*** Opening of RECORDS FOR THE TASK ***

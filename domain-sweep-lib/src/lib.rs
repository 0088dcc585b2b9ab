//! # Domain Sweep Library
//!
//! An exhaustive DNS sweep engine: enumerate every label of a fixed length
//! over an alphabet, query each name against a rotating set of resolvers,
//! and record the names that return NXDOMAIN.
//!
//! ## Quick Start
//!
//! ```rust,no_run
//! use domain_sweep_lib::{ScanConfig, Scanner};
//! use tokio_util::sync::CancellationToken;
//!
//! #[tokio::main]
//! async fn main() -> Result<(), Box<dyn std::error::Error>> {
//!     let config = ScanConfig::default()
//!         .with_tld("io")
//!         .with_length(3)
//!         .with_alphabet("a-z0-9")?;
//!
//!     let summary = Scanner::new(config)?.run(CancellationToken::new()).await?;
//!     println!("{} candidates, {} available", summary.checked, summary.available);
//!     Ok(())
//! }
//! ```
//!
//! ## Pipeline
//!
//! - **Generator**: lazy lexicographic enumeration with inclusive resume
//! - **Workers**: bounded task queue, one lookup per candidate, hard deadline
//! - **Resolver pool**: lock-free round-robin over DNS endpoints
//! - **Sinks**: single-writer output log and sampled checkpoint
//! - **Shutdown**: pending counters per queue, drained in pipeline order

// Re-export main public API types and functions
pub use classify::classify;
pub use concurrent::PendingCounter;
pub use config::{
    load_env_config, parse_duration_string, parse_resolver_addr, parse_resolver_list,
    ConfigManager, EnvConfig, FileConfig, FilesSection, ResolverSection, ScanSection,
};
pub use error::SweepError;
pub use generate::{CandidateSpace, Candidates};
pub use pool::ResolverPool;
pub use protocols::{DnsLookup, Lookup};
pub use scanner::Scanner;
pub use sinks::{load_recorded, read_checkpoint, Checkpointer, ResultWriter};
pub use types::{
    Availability, LookupOutcome, ResolverEndpoint, ScanConfig, ScanSummary, DEFAULT_RESOLVERS,
};
pub use utils::{alphabet_to_string, normalize_tld, parse_alphabet, MAX_LABEL_LEN};

// Public modules
pub mod generate;

// Internal modules - these are not part of the public API
mod classify;
mod concurrent;
mod config;
mod error;
mod pool;
mod protocols;
mod scanner;
mod sinks;
mod types;
mod utils;
mod worker;

// Type alias for convenience
pub type Result<T> = std::result::Result<T, SweepError>;

// Library version and metadata
pub const VERSION: &str = env!("CARGO_PKG_VERSION");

*** Close of RECORDS FOR THE TASK ***

• [TASK DETAILS]: Set down exactly the lines of the material above from the one with "mod protocols;" through the end. Include both ends and nothing else.

• [RESPONSE]:
mod protocols;
mod scanner;
mod sinks;
mod types;
mod utils;
mod worker;

// Type alias for convenience
pub type Result<T> = std::result::Result<T, SweepError>;

// Library version and metadata
pub const VERSION: &str = env!("CARGO_PKG_VERSION");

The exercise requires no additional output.